Saved entries
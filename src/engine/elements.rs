use crate::model::Element;

/// Elemental strength/weakness cycle. Unlisted pairings (and anything
/// involving Neutral) are 1.0.
pub fn modifier(attacker: Element, defender: Element) -> f64 {
    use Element::{Air, Earth, Fire, Water};
    match (attacker, defender) {
        (Fire, Earth) | (Water, Fire) | (Air, Water) | (Earth, Air) => 1.2,
        (Fire, Water) | (Water, Air) | (Air, Earth) | (Earth, Fire) => 0.8,
        _ => 1.0,
    }
}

## Problem description
Among the lines of the records above, count those containing the word "defender", then give the number by itself.

## Solution
2